• _Action item_:
Please copy out the records that follow exactly as they stand.

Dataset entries
-*-

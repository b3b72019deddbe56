//! # Controller Metrics
//!
//! Metrics for reconciliations and requeues, labelled by resource kind.

use crate::observability::metrics::registry::REGISTRY;
use anyhow::Result;
use prometheus::{HistogramVec, IntCounterVec};
use std::sync::LazyLock;

static RECONCILIATIONS_TOTAL: LazyLock<IntCounterVec> = LazyLock::new(|| {
    IntCounterVec::new(
        prometheus::Opts::new(
            "sentry_operator_reconciliations_total",
            "Total number of reconciliations",
        ),
        &["kind"],
    )
    .expect("Failed to create RECONCILIATIONS_TOTAL metric - this should never happen")
});

static RECONCILIATION_ERRORS_TOTAL: LazyLock<IntCounterVec> = LazyLock::new(|| {
    IntCounterVec::new(
        prometheus::Opts::new(
            "sentry_operator_reconciliation_errors_total",
            "Total number of reconciliations that returned a retryable error",
        ),
        &["kind"],
    )
    .expect("Failed to create RECONCILIATION_ERRORS_TOTAL metric - this should never happen")
});

static RECONCILIATION_DURATION: LazyLock<HistogramVec> = LazyLock::new(|| {
    HistogramVec::new(
        prometheus::HistogramOpts::new(
            "sentry_operator_reconciliation_duration_seconds",
            "Duration of reconciliation in seconds",
        )
        .buckets(vec![0.05, 0.1, 0.25, 0.5, 1.0, 2.5, 5.0, 10.0, 30.0]),
        &["kind"],
    )
    .expect("Failed to create RECONCILIATION_DURATION metric - this should never happen")
});

static REQUEUES_TOTAL: LazyLock<IntCounterVec> = LazyLock::new(|| {
    IntCounterVec::new(
        prometheus::Opts::new(
            "sentry_operator_requeues_total",
            "Total number of reconciliation requeues",
        ),
        &["reason"],
    )
    .expect("Failed to create REQUEUES_TOTAL metric - this should never happen")
});

/// Register controller metrics with the registry
pub(crate) fn register_controller_metrics() -> Result<()> {
    REGISTRY.register(Box::new(RECONCILIATIONS_TOTAL.clone()))?;
    REGISTRY.register(Box::new(RECONCILIATION_ERRORS_TOTAL.clone()))?;
    REGISTRY.register(Box::new(RECONCILIATION_DURATION.clone()))?;
    REGISTRY.register(Box::new(REQUEUES_TOTAL.clone()))?;
    Ok(())
}

pub fn increment_reconciliations(kind: &str) {
    RECONCILIATIONS_TOTAL.with_label_values(&[kind]).inc();
}

pub fn increment_reconciliation_errors(kind: &str) {
    RECONCILIATION_ERRORS_TOTAL.with_label_values(&[kind]).inc();
}

pub fn observe_reconciliation_duration(kind: &str, duration: f64) {
    RECONCILIATION_DURATION
        .with_label_values(&[kind])
        .observe(duration);
}

pub fn increment_requeues_total(reason: &str) {
    REQUEUES_TOTAL.with_label_values(&[reason]).inc();
}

-*-

• _Solution to the problem_:
repository b3b72019deddbe56
//! # Controller Metrics
//!
//! Metrics for reconciliations and requeues, labelled by resource kind.

use crate::observability::metrics::registry::REGISTRY;
use anyhow::Result;
use prometheus::{HistogramVec, IntCounterVec};
use std::sync::LazyLock;

static RECONCILIATIONS_TOTAL: LazyLock<IntCounterVec> = LazyLock::new(|| {
    IntCounterVec::new(
        prometheus::Opts::new(
            "sentry_operator_reconciliations_total",
            "Total number of reconciliations",
        ),
        &["kind"],
    )
    .expect("Failed to create RECONCILIATIONS_TOTAL metric - this should never happen")
});

static RECONCILIATION_ERRORS_TOTAL: LazyLock<IntCounterVec> = LazyLock::new(|| {
    IntCounterVec::new(
        prometheus::Opts::new(
            "sentry_operator_reconciliation_errors_total",
            "Total number of reconciliations that returned a retryable error",
        ),
        &["kind"],
    )
    .expect("Failed to create RECONCILIATION_ERRORS_TOTAL metric - this should never happen")
});

static RECONCILIATION_DURATION: LazyLock<HistogramVec> = LazyLock::new(|| {
    HistogramVec::new(
        prometheus::HistogramOpts::new(
            "sentry_operator_reconciliation_duration_seconds",
            "Duration of reconciliation in seconds",
        )
        .buckets(vec![0.05, 0.1, 0.25, 0.5, 1.0, 2.5, 5.0, 10.0, 30.0]),
        &["kind"],
    )
    .expect("Failed to create RECONCILIATION_DURATION metric - this should never happen")
});

static REQUEUES_TOTAL: LazyLock<IntCounterVec> = LazyLock::new(|| {
    IntCounterVec::new(
        prometheus::Opts::new(
            "sentry_operator_requeues_total",
            "Total number of reconciliation requeues",
        ),
        &["reason"],
    )
    .expect("Failed to create REQUEUES_TOTAL metric - this should never happen")
});

/// Register controller metrics with the registry
pub(crate) fn register_controller_metrics() -> Result<()> {
    REGISTRY.register(Box::new(RECONCILIATIONS_TOTAL.clone()))?;
    REGISTRY.register(Box::new(RECONCILIATION_ERRORS_TOTAL.clone()))?;
    REGISTRY.register(Box::new(RECONCILIATION_DURATION.clone()))?;
    REGISTRY.register(Box::new(REQUEUES_TOTAL.clone()))?;
    Ok(())
}

pub fn increment_reconciliations(kind: &str) {
    RECONCILIATIONS_TOTAL.with_label_values(&[kind]).inc();
}

pub fn increment_reconciliation_errors(kind: &str) {
    RECONCILIATION_ERRORS_TOTAL.with_label_values(&[kind]).inc();
}

pub fn observe_reconciliation_duration(kind: &str, duration: f64) {
    RECONCILIATION_DURATION
        .with_label_values(&[kind])
        .observe(duration);
}

pub fn increment_requeues_total(reason: &str) {
    REQUEUES_TOTAL.with_label_values(&[reason]).inc();
}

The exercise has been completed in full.